Trade-offs / mitigations

  • Additional authoring effort; mitigated by applying the unpacking only when contract-language appears or when a claim is used for decision/publication.
  • Some stakeholders prefer “one sentence contract”; mitigated by MVPK faces that present curated projections while keeping the underlying claim set coherent.

A.6.C:10 — Rationale

FPF already distinguishes signatures, mechanisms, and work/evidence layers. Contract-language is a high-frequency linguistic entry point that collapses these layers unless a disciplined unpacking is applied.

F.18 provides the naming intuition (service/promise vs utterance vs commitment) via an NQD example; A.6.C makes that split operational for boundaries and extends it with the missing fourth part: work+evidence as the adjudication substrate. This keeps “contract” language routable under A.6.B and compatible with MVPK multi‑view discipline without relocating ontology into the naming chapter.

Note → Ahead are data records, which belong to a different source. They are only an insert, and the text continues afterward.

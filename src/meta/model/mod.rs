//! Table metadata: the `Model` entity and its cached read/write paths.
//!
//! Reads go cache first and fall back to the store, repopulating the cache
//! on the way out. Narrow updates patch the cached snapshot in place, then
//! write the store. Deletion is a re-runnable cascade over views, columns
//! and their options.

mod alias_map;
mod delete_cascade;
mod read_paths;
mod write_paths;

pub use alias_map::WriteRow;

use super::column::{Column, ColumnSpec};
use super::to_record;
use super::view::View;
use crate::cache::{CacheItem, CacheScope};
use crate::core::{MetaError, MetaTable, Record, Result, ScopeIds};
use crate::storage::Filter;
use chrono::{DateTime, Utc};
use serde::{Deserialize, Serialize};
use serde_json::Value;
use std::collections::HashMap;

#[derive(Debug, Clone, Copy, PartialEq, Eq, Hash, Default, Serialize, Deserialize)]
#[serde(rename_all = "lowercase")]
pub enum ModelType {
    #[default]
    Table,
    View,
}

fn default_true() -> bool {
    true
}

/// A table definition
#[derive(Debug, Clone, PartialEq, Serialize, Deserialize)]
pub struct Model {
    pub id: String,
    pub project_id: String,
    #[serde(default)]
    pub base_id: Option<String>,
    /// Physical name
    pub table_name: String,
    /// Alias shown to users
    pub title: String,
    #[serde(default)]
    pub order: Option<i64>,
    #[serde(rename = "type", default)]
    pub kind: ModelType,
    /// Many-to-many junction table
    #[serde(default)]
    pub mm: bool,
    #[serde(default = "default_true")]
    pub enabled: bool,
    #[serde(default)]
    pub deleted: bool,
    #[serde(default = "default_true")]
    pub exportable: bool,
    #[serde(default)]
    pub meta: Option<Value>,
    #[serde(default, skip_serializing_if = "Option::is_none")]
    pub created_at: Option<DateTime<Utc>>,
    #[serde(default, skip_serializing_if = "Option::is_none")]
    pub updated_at: Option<DateTime<Utc>>,
}

/// Turn a serialized `meta` blob into structured JSON in place
fn parse_meta_blob(meta: &mut Option<Value>) -> Result<()> {
    if let Some(Value::String(blob)) = meta {
        *meta = if blob.trim().is_empty() {
            None
        } else {
            Some(serde_json::from_str(blob)?)
        };
    }
    Ok(())
}

impl Model {
    /// Build from a store row. A malformed `meta` blob is an error here.
    pub fn from_record(mut record: Record) -> Result<Self> {
        let mut meta = record.remove("meta").filter(|m| !m.is_null());
        parse_meta_blob(&mut meta)?;
        if let Some(meta) = meta {
            record.insert("meta".to_string(), meta);
        }
        Ok(serde_json::from_value(Value::Object(record))?)
    }

    /// Store row for this model; `meta` is written as a serialized blob
    pub fn to_record(&self) -> Result<Record> {
        let mut record = to_record(self)?;
        let blob = match &self.meta {
            Some(meta) => Value::String(serde_json::to_string(meta)?),
            None => Value::Null,
        };
        record.insert("meta".to_string(), blob);
        Ok(record)
    }

    /// Parse a `meta` still held as text (e.g. written by another process)
    pub fn normalize_meta(&mut self) -> Result<()> {
        parse_meta_blob(&mut self.meta)
    }

    pub fn scope(&self) -> ScopeIds {
        ScopeIds {
            project_id: self.project_id.clone(),
            base_id: self.base_id.clone(),
        }
    }

    pub(crate) fn cache_key(ctx: &super::MetaContext, id: &str) -> String {
        ctx.cache.key(CacheScope::Model, id)
    }
}

impl CacheItem for Model {
    fn cache_id(&self) -> &str {
        &self.id
    }
}

/// Store filter selecting the models of a scope
pub(crate) fn scope_filter(scope: &ScopeIds) -> Filter {
    let filter = Filter::new().eq("project_id", scope.project_id.as_str());
    match &scope.base_id {
        Some(base_id) => filter.eq("base_id", base_id.as_str()),
        None => filter,
    }
}

/// How a model is addressed
#[derive(Debug, Clone, PartialEq, Eq)]
pub enum ModelLookup {
    Id(String),
    TableName { scope: ScopeIds, table_name: String },
}

impl ModelLookup {
    pub fn id(id: &str) -> Self {
        ModelLookup::Id(id.to_string())
    }

    pub fn table_name(scope: &ScopeIds, table_name: &str) -> Self {
        ModelLookup::TableName {
            scope: scope.clone(),
            table_name: table_name.to_string(),
        }
    }
}

/// Validated description of a model to create
#[derive(Debug, Clone, Default, PartialEq)]
pub struct ModelSpec {
    pub table_name: String,
    pub title: Option<String>,
    pub order: Option<i64>,
    pub kind: ModelType,
    pub mm: bool,
    pub meta: Option<Value>,
    pub columns: Vec<ColumnSpec>,
}

impl ModelSpec {
    pub fn new(table_name: &str) -> Self {
        Self {
            table_name: table_name.to_string(),
            ..Self::default()
        }
    }

    pub fn title(mut self, title: &str) -> Self {
        self.title = Some(title.to_string());
        self
    }

    pub fn order(mut self, order: i64) -> Self {
        self.order = Some(order);
        self
    }

    pub fn kind(mut self, kind: ModelType) -> Self {
        self.kind = kind;
        self
    }

    pub fn mm(mut self, mm: bool) -> Self {
        self.mm = mm;
        self
    }

    pub fn meta(mut self, meta: Value) -> Self {
        self.meta = Some(meta);
        self
    }

    pub fn column(mut self, column: ColumnSpec) -> Self {
        self.columns.push(column);
        self
    }

    /// Require a physical name, default the title, and leave exactly one
    /// primary-value column when any column qualifies.
    pub fn validate(mut self) -> Result<Self> {
        if self.table_name.trim().is_empty() {
            return Err(MetaError::bad_request("Missing 'table_name' property in body"));
        }
        if self.title.as_deref().is_none_or(|t| t.trim().is_empty()) {
            self.title = Some(self.table_name.clone());
        }

        let flagged = self.columns.iter().position(|c| c.pv);
        let target = flagged.or_else(|| {
            self.columns
                .iter()
                .position(|c| !c.pk && !c.kind.is_virtual())
        });
        for (index, column) in self.columns.iter_mut().enumerate() {
            column.pv = Some(index) == target;
        }

        Ok(self)
    }

    pub(crate) fn into_model(self, id: String, scope: &ScopeIds, order: i64) -> Model {
        Model {
            id,
            project_id: scope.project_id.clone(),
            base_id: scope.base_id.clone(),
            title: self.title.unwrap_or_else(|| self.table_name.clone()),
            table_name: self.table_name,
            order: Some(order),
            kind: self.kind,
            mm: self.mm,
            enabled: true,
            deleted: false,
            exportable: true,
            meta: self.meta,
            created_at: None,
            updated_at: None,
        }
    }
}

/// Immutable hydrated snapshot of a model with its columns and views
#[derive(Debug, Clone, PartialEq)]
pub struct ModelInfo {
    pub model: Model,
    pub columns: Vec<Column>,
    pub views: Vec<View>,
    columns_by_id: HashMap<String, usize>,
}

impl ModelInfo {
    pub fn new(model: Model, columns: Vec<Column>, views: Vec<View>) -> Self {
        let columns_by_id = columns
            .iter()
            .enumerate()
            .map(|(index, column)| (column.id.clone(), index))
            .collect();
        Self {
            model,
            columns,
            views,
            columns_by_id,
        }
    }

    pub fn id(&self) -> &str {
        &self.model.id
    }

    /// O(1) column lookup by id
    pub fn column(&self, id: &str) -> Option<&Column> {
        self.columns_by_id.get(id).map(|&index| &self.columns[index])
    }

    pub fn primary_value_column(&self) -> Option<&Column> {
        self.columns.iter().find(|c| c.pv)
    }

    pub fn primary_key_columns(&self) -> impl Iterator<Item = &Column> {
        self.columns.iter().filter(|c| c.pk)
    }

    pub fn default_view(&self) -> Option<&View> {
        self.views.iter().find(|v| v.is_default)
    }
}

pub(crate) const MODELS: MetaTable = MetaTable::Models;
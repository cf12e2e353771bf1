use serde::{Deserialize, Serialize};
use serde_json::{Map, Value};
use std::fmt;

/// A persisted metadata row, keyed by column name.
pub type Record = Map<String, Value>;

/// Physical tables owned by the metadata store.
#[derive(Debug, Clone, Copy, PartialEq, Eq, Hash, Serialize, Deserialize)]
pub enum MetaTable {
    Models,
    Columns,
    Views,
    GridViewColumns,
    ColRollup,
    ColLookup,
    ColRelations,
    ColSelectOptions,
    ColFormula,
    Comments,
}

impl MetaTable {
    pub fn as_str(&self) -> &'static str {
        match self {
            MetaTable::Models => "nc_models",
            MetaTable::Columns => "nc_columns",
            MetaTable::Views => "nc_views",
            MetaTable::GridViewColumns => "nc_grid_view_columns",
            MetaTable::ColRollup => "nc_col_rollup",
            MetaTable::ColLookup => "nc_col_lookup",
            MetaTable::ColRelations => "nc_col_relations",
            MetaTable::ColSelectOptions => "nc_col_select_options",
            MetaTable::ColFormula => "nc_col_formula",
            MetaTable::Comments => "nc_comments",
        }
    }

    /// Prefix of ids generated for rows of this table.
    pub fn id_prefix(&self) -> &'static str {
        match self {
            MetaTable::Models => "md",
            MetaTable::Columns => "cl",
            MetaTable::Views => "vw",
            MetaTable::GridViewColumns => "nc",
            MetaTable::ColRollup => "rl",
            MetaTable::ColLookup => "lk",
            MetaTable::ColRelations => "ln",
            MetaTable::ColSelectOptions => "sl",
            MetaTable::ColFormula => "fm",
            MetaTable::Comments => "cm",
        }
    }
}

impl fmt::Display for MetaTable {
    fn fmt(&self, f: &mut fmt::Formatter<'_>) -> fmt::Result {
        f.write_str(self.as_str())
    }
}

/// Generate a fresh row id for `table`, e.g. `md_3f2a…`.
pub fn generate_id(table: MetaTable) -> String {
    format!("{}_{}", table.id_prefix(), uuid::Uuid::new_v4().simple())
}

/// Project (and optionally base) a metadata object lives under.
///
/// Model lists are cached under both `(project, base)` and `(project)` so
/// lookups succeed with or without base context.
#[derive(Debug, Clone, PartialEq, Eq, Hash, Serialize, Deserialize)]
pub struct ScopeIds {
    pub project_id: String,
    pub base_id: Option<String>,
}

impl ScopeIds {
    pub fn project(project_id: impl Into<String>) -> Self {
        Self {
            project_id: project_id.into(),
            base_id: None,
        }
    }

    pub fn new(project_id: impl Into<String>, base_id: impl Into<String>) -> Self {
        Self {
            project_id: project_id.into(),
            base_id: Some(base_id.into()),
        }
    }

    /// Cache sub-keys for this scope: `[project]` or `[project, base]`.
    pub fn sub_keys(&self) -> Vec<&str> {
        match &self.base_id {
            Some(base) => vec![self.project_id.as_str(), base.as_str()],
            None => vec![self.project_id.as_str()],
        }
    }
}

pub(crate) fn record_str<'a>(record: &'a Record, key: &str) -> Option<&'a str> {
    record.get(key).and_then(Value::as_str)
}
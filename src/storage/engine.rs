use crate::core::{MetaTable, Record, Result};
use async_trait::async_trait;
use serde_json::Value;

/// Equality filter over metadata rows.
///
/// All `conditions` must match. When `any_of` is non-empty at least one of
/// its alternatives must match too (e.g. "id = x OR title = x").
#[derive(Debug, Clone, Default, PartialEq)]
pub struct Filter {
    pub conditions: Vec<(String, Value)>,
    pub any_of: Vec<(String, Value)>,
}

impl Filter {
    pub fn new() -> Self {
        Self::default()
    }

    pub fn eq(mut self, column: &str, value: impl Into<Value>) -> Self {
        self.conditions.push((column.to_string(), value.into()));
        self
    }

    /// Add an alternative to the OR group.
    pub fn or_eq(mut self, column: &str, value: impl Into<Value>) -> Self {
        self.any_of.push((column.to_string(), value.into()));
        self
    }

    pub fn matches(&self, record: &Record) -> bool {
        let field_eq = |(column, value): &(String, Value)| {
            record.get(column).unwrap_or(&Value::Null) == value
        };

        self.conditions.iter().all(field_eq)
            && (self.any_of.is_empty() || self.any_of.iter().any(field_eq))
    }
}

#[derive(Debug, Clone, Copy, PartialEq, Eq)]
pub enum SortDirection {
    Asc,
    Desc,
}

/// Sort key for ordered list fetches. Nulls sort last when ascending.
#[derive(Debug, Clone, PartialEq, Eq)]
pub struct OrderBy {
    pub column: String,
    pub direction: SortDirection,
}

impl OrderBy {
    pub fn asc(column: &str) -> Self {
        Self {
            column: column.to_string(),
            direction: SortDirection::Asc,
        }
    }

    pub fn desc(column: &str) -> Self {
        Self {
            column: column.to_string(),
            direction: SortDirection::Desc,
        }
    }
}

/// Authoritative CRUD over metadata rows.
///
/// Implementations wrap whatever actually persists the schema (a SQL meta
/// database, a key-value store, ...). Everything above this trait treats it
/// as the source of truth; the cache is only ever a projection of it.
#[async_trait]
pub trait MetadataStore: Send + Sync {
    /// Point lookup by id.
    async fn get(&self, table: MetaTable, id: &str) -> Result<Option<Record>>;

    /// First row matching `filter`, in retrieval order.
    async fn find_one(&self, table: MetaTable, filter: &Filter) -> Result<Option<Record>>;

    /// All rows matching `filter`, optionally ordered.
    async fn list(
        &self,
        table: MetaTable,
        filter: &Filter,
        order_by: Option<&OrderBy>,
    ) -> Result<Vec<Record>>;

    /// Insert a row, generating an id when the record has none. Returns the id.
    async fn insert(&self, table: MetaTable, record: Record) -> Result<String>;

    /// Merge `patch` into the row with `id`. Returns the number of rows touched.
    async fn update(&self, table: MetaTable, id: &str, patch: Record) -> Result<u64>;

    /// Delete the row with `id`. Deleting a missing row is not an error.
    async fn delete(&self, table: MetaTable, id: &str) -> Result<u64>;

    /// Delete every row matching `filter`.
    async fn delete_where(&self, table: MetaTable, filter: &Filter) -> Result<u64>;

    /// Next free `order` value among rows matching `scope`.
    async fn next_order(&self, table: MetaTable, scope: &Filter) -> Result<i64>;
}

A.6.C:11 — SoTA‑Echoing (informative; post‑2015 alignment)

Informative. Alignment notes; not normative requirements.

  • Adopt — BCP 14 (RFC 2119 + RFC 8174) norm keyword discipline for spec language. Modern spec-writing practice treats these keywords as a disciplined modality family; A.6.C constrains where such modality belongs (D) versus where predicate-style constraints belong (A/L).
  • Adopt — behavioural/session types for protocol boundaries (post‑2015 practice). Protocols as typed interactions emphasize separating safety/progress properties (L) from runtime admission (A) and from implementer obligations (D), with trace-based evidence (E).
  • Adopt/Adapt — algebraic effects & handlers / effect systems. The “operation signature vs handler semantics” split mirrors “utterance substrate vs work/evidence”, preventing execution semantics from being conflated with contract surfaces.
  • Adapt — ISO/IEC/IEEE 42010:2022 viewpoint discipline. Multi-view publication is treated as viewpoints governing projections; A.6.C applies this to contract talk to avoid face-level semantic forks.

A.6.C:12 — Relations

  • Uses / is used by

    • Uses A.6.B for routing (L/A/D/E), atomicity, and cross-quadrant reference discipline.
    • Used by A.6 cluster conformance (“contract unpacking”) as the detailed, reusable form of that discipline.
    • Complements A.6.S (signature engineering): contract unpacking is a common constructor step when turning prose boundaries into publishable signatures.
    • Coordinates with A.6.P families: when an RPR pattern touches “contract/guarantee” language, apply A.6.C to avoid category errors. (A.6.C is not a specialization of A.6.P; A.6.P is relation‑precision, A.6.C is boundary‑contract disambiguation.)
  • Coordinates with

    • A.7 (Object≠Description≠Carrier) for correct placement of evidence claims.
    • F.12 (service acceptance) for structuring how promise-level commitments connect to evidence and acceptance windows.
    • E.17 MVPK “no new semantics” rule to prevent publication faces from becoming new contracts.